The Cathedral took over 200 years
to build.  Several generations
worked on it, their entire lives.





Imagine, I thought to myself, working
on something your whole life that you 
most likely would never see completed.

This thought simmered in my brain
long after we'd left the Cathedral, left 
England and were back home
in the States.





I couldn't shake the thought that
I had seen the culmination of an
architect's dream and the life's work
of so many builders,

but they never did.

I still find it incredible.





Several years ago, I received a very
moving email that compared
parenthood to cathedral building:

Your name will not be 
engraved upon it.

Your sacrifices ~ the times you showed
up when you weren't feeling well, the 
little details you took care of behind 
the scenes, the love and care that went
into your work, will never 
be documented.





And, you won't live to see how your
labor impacts future generations.

Like cathedral builders, parents 
are simply

building dreams.




After visiting Yorkminster, that fantastic 
cathedral in England, I began to see 
cathedral builders everywhere, and
to envision souls touched by hands
they will never know.

Like the hands of my aunt, whose
work on the festival could continue
affecting lives long after she and 
my uncle move back to the U.S.





Or the woman in line at the post
office, sending a package overseas for 
Operation Christmas Child.  For some 
kids, this is the first gift they'll ever
receive--a gesture that might alter
their world view, forever.

Maybe it's the alumnus, contributing 
to a scholarship program that will
bring another's aspirations one step 
closer to becoming reality.





Perhaps it's the animal shelter volunteer,
keeping one furry soul alive long enough
to connect with a human being whose own 
life will be changed in a meaningful
way by the adoption.  And the adopter's
experience might encourage others to
rescue a pet, influencing more lives.

Even the man putting bird seed out in 
the winter for his winged friends can 
impact their survival ~ leading to more
nests in the spring, to new life, to an
extra song or two in the trees.

Building dreams.





I recall my dear friend Kathleen,
organizing her pantry with the help
of her mom, just weeks before she died.  

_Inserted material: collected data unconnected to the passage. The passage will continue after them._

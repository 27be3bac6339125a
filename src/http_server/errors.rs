//! # HTTP Errors
//!
//! Translates catalog outcomes and extractor rejections into status codes.

use axum::http::StatusCode;
use axum::response::{IntoResponse, Response};
use axum::Json;
use serde::{Deserialize, Serialize};
use thiserror::Error;

use crate::catalog::CatalogError;

/// Result type for route handlers
pub type ApiResult<T> = Result<T, ApiError>;

/// Errors returned by the book routes
#[derive(Debug, Clone, Error)]
pub enum ApiError {
    /// Raised by the store
    #[error(transparent)]
    Catalog(#[from] CatalogError),

    /// Body or path could not be decoded into the expected shape
    #[error("Malformed payload: {0}")]
    MalformedPayload(String),

    /// Integer path id outside the range the store assigns
    #[error("Book not found: {0}")]
    UnknownId(i64),
}

impl ApiError {
    /// Get HTTP status code for this error
    pub fn status_code(&self) -> StatusCode {
        match self {
            ApiError::Catalog(CatalogError::NotFound(_)) => StatusCode::NOT_FOUND,
            ApiError::Catalog(CatalogError::InvalidInput(_)) => StatusCode::BAD_REQUEST,
            ApiError::Catalog(CatalogError::Internal(_)) => StatusCode::INTERNAL_SERVER_ERROR,
            ApiError::UnknownId(_) => StatusCode::NOT_FOUND,
            ApiError::MalformedPayload(_) => StatusCode::UNPROCESSABLE_ENTITY,
        }
    }
}

/// Error response body
#[derive(Debug, Serialize, Deserialize)]
pub struct ErrorResponse {
    pub error: String,
    pub code: u16,
}

impl From<&ApiError> for ErrorResponse {
    fn from(err: &ApiError) -> Self {
        Self {
            code: err.status_code().as_u16(),
            error: err.to_string(),
        }
    }
}

impl IntoResponse for ApiError {
    fn into_response(self) -> Response {
        let status = self.status_code();
        (status, Json(ErrorResponse::from(&self))).into_response()
    }
}
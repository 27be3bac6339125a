//! # HTTP Server
//!
//! Builds the router around an explicitly constructed [`BookStore`] and
//! serves it until Ctrl-C.

use std::io;
use std::net::SocketAddr;
use std::sync::Arc;

use axum::Router;
use tokio::net::TcpListener;
use tower_http::cors::{AllowOrigin, Any, CorsLayer};

use crate::catalog::BookStore;
use crate::observability::{log_event, Event, Logger, MetricsRegistry};

use super::book_routes::{book_routes, CatalogState};
use super::config::HttpServerConfig;
use super::observability_routes::{health_routes, observability_routes};

/// HTTP server for the book catalog
pub struct HttpServer {
    config: HttpServerConfig,
    store: Arc<BookStore>,
    metrics: Arc<MetricsRegistry>,
    router: Router,
}

impl HttpServer {
    /// Create a new HTTP server with default configuration
    pub fn new() -> Self {
        Self::with_config(HttpServerConfig::default())
    }

    /// Create a server whose store is seeded according to `config.seed`
    pub fn with_config(config: HttpServerConfig) -> Self {
        let store = if config.seed {
            BookStore::seeded()
        } else {
            BookStore::new()
        };
        Self::with_store(config, Arc::new(store))
    }

    /// Create a server around an existing store
    pub fn with_store(config: HttpServerConfig, store: Arc<BookStore>) -> Self {
        let metrics = Arc::new(MetricsRegistry::new());
        let router = Self::build_router(&config, store.clone(), metrics.clone());
        Self {
            config,
            store,
            metrics,
            router,
        }
    }

    fn build_router(
        config: &HttpServerConfig,
        store: Arc<BookStore>,
        metrics: Arc<MetricsRegistry>,
    ) -> Router {
        let catalog_state = Arc::new(CatalogState::new(store, metrics));

        let cors = if config.cors_origins.is_empty() {
            CorsLayer::new()
                .allow_origin(Any)
                .allow_methods(Any)
                .allow_headers(Any)
        } else {
            let origins: Vec<_> = config
                .cors_origins
                .iter()
                .filter_map(|s| s.parse().ok())
                .collect();

            CorsLayer::new()
                .allow_origin(AllowOrigin::list(origins))
                .allow_methods(Any)
                .allow_headers(Any)
        };

        let router = Router::new()
            .merge(health_routes())
            .nest("/observability", observability_routes(catalog_state.clone()));

        let router = if config.books_at_root() {
            router.merge(book_routes(catalog_state))
        } else {
            router.nest(&config.books_prefix, book_routes(catalog_state))
        };

        router.layer(cors)
    }

    /// Get the socket address
    pub fn socket_addr(&self) -> String {
        self.config.socket_addr()
    }

    /// The store the routes operate on
    pub fn store(&self) -> Arc<BookStore> {
        self.store.clone()
    }

    pub fn metrics(&self) -> Arc<MetricsRegistry> {
        self.metrics.clone()
    }

    /// Get the router (for testing)
    pub fn router(self) -> Router {
        self.router
    }

    /// Bind and serve until Ctrl-C
    pub async fn start(self) -> Result<(), io::Error> {
        let addr: SocketAddr = self.config.socket_addr().parse().map_err(|e| {
            io::Error::new(
                io::ErrorKind::InvalidInput,
                format!("invalid socket address '{}': {}", self.config.socket_addr(), e),
            )
        })?;

        let listener = TcpListener::bind(addr).await?;

        let addr = addr.to_string();
        Logger::info(
            Event::Serving,
            &[
                ("addr", addr.as_str()),
                ("books_prefix", self.config.books_prefix.as_str()),
            ],
        );

        axum::serve(listener, self.router)
            .with_graceful_shutdown(shutdown_signal())
            .await?;

        log_event(Event::ShutdownComplete);
        Ok(())
    }
}

impl Default for HttpServer {
    fn default() -> Self {
        Self::new()
    }
}

async fn shutdown_signal() {
    // A failed signal handler install means we just run until killed
    let _ = tokio::signal::ctrl_c().await;
}
//! bookshelf CLI entry point
//!
//! Parses arguments, dispatches to the CLI module, prints errors to
//! stderr and exits non-zero on failure. All logic lives in `cli`.

use bookshelf::cli;

fn main() {
    if let Err(e) = cli::run() {
        eprintln!("{}", e);
        std::process::exit(1);
    }
}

Like the cathedral builder who knew his
career was nearing an end, wanting to lay
one more brick, to carve one more bird or
leaf or cross, she hoped to leave the touch
of her caring hands behind for her husband
and children in any way that she could.




I love to envision the workers who built the 
grand cathedrals, pondering the future lives
they would impact and how the exquisite building 
would make happy occasions even more joyous,
and give comfort to sad days with it's solidity
and beauty.





We don't need to be stone cutters, carpenters, 
heavy lifters or stain glass artists to be
cathedral builders.

We just need to have their faith that even 
the smallest gift from our hands 
or heart matter.




This way, like those majestic cathedrals and 
their builders, we reach boldly for the sky, 
leaving our handprints on the future.

We were here.



Wishing you a blessed holiday season and
an abundance of joy in the coming year.